(Collected data)
━━━━━━━━━━━━━━━━━━━━━━━━━━━━━━
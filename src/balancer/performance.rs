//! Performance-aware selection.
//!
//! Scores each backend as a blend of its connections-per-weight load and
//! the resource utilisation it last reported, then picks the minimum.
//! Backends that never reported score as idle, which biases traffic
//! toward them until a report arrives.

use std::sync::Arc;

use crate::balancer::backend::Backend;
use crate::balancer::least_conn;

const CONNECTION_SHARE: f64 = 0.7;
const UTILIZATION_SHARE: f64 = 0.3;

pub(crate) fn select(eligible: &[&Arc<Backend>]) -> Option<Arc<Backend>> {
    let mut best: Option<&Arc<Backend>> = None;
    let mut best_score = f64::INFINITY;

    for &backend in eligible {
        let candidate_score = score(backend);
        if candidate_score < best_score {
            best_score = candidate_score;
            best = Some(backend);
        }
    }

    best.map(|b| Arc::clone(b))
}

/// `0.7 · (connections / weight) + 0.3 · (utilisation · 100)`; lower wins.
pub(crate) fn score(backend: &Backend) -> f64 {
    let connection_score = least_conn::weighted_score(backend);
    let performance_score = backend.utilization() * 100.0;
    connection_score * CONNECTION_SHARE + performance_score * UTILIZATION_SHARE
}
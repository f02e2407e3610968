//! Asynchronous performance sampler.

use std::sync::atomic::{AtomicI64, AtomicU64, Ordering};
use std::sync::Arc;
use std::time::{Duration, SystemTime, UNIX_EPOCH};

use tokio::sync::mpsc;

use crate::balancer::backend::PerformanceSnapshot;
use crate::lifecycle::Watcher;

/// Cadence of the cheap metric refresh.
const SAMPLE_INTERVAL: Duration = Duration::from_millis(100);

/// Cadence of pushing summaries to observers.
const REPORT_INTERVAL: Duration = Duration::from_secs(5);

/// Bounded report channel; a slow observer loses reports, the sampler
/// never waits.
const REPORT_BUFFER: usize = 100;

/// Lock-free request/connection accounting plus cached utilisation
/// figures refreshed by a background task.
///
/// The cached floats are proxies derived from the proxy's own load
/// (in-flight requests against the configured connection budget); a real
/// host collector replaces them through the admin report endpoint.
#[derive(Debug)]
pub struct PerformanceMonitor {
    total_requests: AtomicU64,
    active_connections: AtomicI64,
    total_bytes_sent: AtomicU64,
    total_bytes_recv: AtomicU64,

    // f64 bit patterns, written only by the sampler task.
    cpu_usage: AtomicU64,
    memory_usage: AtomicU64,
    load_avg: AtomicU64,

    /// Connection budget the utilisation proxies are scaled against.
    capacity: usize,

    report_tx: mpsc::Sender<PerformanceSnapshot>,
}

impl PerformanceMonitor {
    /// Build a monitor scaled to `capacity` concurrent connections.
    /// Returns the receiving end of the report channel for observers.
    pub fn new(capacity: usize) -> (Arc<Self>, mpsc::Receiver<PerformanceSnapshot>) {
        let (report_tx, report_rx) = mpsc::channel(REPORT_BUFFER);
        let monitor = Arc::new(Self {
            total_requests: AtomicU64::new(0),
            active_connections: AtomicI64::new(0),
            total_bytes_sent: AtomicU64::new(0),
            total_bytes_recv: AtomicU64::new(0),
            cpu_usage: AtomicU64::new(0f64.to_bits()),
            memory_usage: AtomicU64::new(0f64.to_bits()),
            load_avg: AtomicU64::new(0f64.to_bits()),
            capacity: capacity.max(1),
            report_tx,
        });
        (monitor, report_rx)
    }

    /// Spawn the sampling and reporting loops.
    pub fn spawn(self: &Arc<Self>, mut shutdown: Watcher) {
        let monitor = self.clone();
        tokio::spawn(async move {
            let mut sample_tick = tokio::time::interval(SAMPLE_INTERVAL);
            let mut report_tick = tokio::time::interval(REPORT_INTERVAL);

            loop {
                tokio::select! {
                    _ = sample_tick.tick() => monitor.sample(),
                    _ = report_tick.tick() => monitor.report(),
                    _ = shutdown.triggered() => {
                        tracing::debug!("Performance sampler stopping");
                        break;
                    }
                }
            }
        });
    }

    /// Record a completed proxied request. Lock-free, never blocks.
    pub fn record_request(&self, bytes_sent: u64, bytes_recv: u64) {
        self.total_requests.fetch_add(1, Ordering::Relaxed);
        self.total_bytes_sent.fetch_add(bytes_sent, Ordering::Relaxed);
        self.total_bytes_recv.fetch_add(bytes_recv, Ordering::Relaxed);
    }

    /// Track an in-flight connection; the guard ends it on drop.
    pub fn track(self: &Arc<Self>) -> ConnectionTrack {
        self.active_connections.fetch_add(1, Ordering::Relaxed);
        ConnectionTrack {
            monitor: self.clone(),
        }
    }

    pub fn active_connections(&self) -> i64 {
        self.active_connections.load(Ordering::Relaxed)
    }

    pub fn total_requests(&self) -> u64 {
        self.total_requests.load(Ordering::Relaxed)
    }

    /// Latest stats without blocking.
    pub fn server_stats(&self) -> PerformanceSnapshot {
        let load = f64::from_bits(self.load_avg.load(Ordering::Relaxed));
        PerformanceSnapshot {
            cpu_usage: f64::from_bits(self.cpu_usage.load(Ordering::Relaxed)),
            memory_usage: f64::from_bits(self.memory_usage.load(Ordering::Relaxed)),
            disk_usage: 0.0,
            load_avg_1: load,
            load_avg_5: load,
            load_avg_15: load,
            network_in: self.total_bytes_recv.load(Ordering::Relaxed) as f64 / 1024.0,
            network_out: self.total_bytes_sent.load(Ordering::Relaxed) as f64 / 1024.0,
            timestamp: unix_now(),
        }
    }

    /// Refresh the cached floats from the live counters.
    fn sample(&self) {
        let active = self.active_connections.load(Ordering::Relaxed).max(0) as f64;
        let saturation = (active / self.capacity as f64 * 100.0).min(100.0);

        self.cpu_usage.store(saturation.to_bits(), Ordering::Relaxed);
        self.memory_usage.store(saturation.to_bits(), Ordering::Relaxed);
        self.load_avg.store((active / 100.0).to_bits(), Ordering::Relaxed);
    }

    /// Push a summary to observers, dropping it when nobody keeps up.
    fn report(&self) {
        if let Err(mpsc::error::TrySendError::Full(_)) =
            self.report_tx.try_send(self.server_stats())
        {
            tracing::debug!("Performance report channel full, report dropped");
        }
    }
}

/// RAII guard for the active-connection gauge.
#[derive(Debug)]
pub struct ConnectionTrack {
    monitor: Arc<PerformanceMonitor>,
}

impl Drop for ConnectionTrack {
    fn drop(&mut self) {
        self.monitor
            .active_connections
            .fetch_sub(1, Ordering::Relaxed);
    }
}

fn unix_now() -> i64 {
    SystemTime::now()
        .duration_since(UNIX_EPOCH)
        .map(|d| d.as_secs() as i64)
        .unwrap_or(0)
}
━━━━━━━━━━━━━━━━━━━━━━━━━━━━━━
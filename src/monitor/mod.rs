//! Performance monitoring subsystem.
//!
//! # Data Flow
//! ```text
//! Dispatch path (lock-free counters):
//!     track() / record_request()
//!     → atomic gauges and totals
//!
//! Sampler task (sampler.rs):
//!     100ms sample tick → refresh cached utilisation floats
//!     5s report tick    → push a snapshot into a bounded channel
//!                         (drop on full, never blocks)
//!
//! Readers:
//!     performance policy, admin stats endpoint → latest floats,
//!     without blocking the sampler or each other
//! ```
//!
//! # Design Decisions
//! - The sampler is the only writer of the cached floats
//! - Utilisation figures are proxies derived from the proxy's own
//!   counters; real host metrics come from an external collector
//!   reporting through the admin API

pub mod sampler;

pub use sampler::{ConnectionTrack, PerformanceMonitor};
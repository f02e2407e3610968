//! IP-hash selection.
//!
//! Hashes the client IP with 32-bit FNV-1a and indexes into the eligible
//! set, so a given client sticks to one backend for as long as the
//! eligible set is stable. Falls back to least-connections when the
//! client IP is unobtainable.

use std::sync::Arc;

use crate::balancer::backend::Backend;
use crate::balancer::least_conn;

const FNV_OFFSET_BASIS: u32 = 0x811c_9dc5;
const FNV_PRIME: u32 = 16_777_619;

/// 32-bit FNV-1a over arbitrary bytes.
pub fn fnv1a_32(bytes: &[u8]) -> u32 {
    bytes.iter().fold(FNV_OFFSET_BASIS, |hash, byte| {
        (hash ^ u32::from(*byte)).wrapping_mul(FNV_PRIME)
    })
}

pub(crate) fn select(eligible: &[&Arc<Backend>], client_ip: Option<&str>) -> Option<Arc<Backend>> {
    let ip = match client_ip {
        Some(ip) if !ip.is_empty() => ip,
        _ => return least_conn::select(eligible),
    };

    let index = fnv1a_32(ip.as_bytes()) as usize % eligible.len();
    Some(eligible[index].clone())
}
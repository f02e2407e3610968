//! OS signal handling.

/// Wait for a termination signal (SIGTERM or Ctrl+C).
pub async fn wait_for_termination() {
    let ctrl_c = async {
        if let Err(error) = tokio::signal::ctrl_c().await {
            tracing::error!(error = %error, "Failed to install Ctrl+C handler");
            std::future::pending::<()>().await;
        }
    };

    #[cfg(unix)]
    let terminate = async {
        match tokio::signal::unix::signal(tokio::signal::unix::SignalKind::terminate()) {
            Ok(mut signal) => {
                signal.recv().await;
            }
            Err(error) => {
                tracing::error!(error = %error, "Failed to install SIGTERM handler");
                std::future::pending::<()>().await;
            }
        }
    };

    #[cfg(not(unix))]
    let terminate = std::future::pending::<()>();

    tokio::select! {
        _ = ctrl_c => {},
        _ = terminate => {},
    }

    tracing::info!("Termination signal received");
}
━━━━━━━━━━━━━━━━━━━━━━━━━━━━━━
> **WORK TO COMPLETE**
Search the data for the word "proxies" and copy each line where it appears.

> **YOUR SOLUTION**
/// The cached floats are proxies derived from the proxy's own load
    /// Connection budget the utilisation proxies are scaled against.
//! - Utilisation figures are proxies derived from the proxy's own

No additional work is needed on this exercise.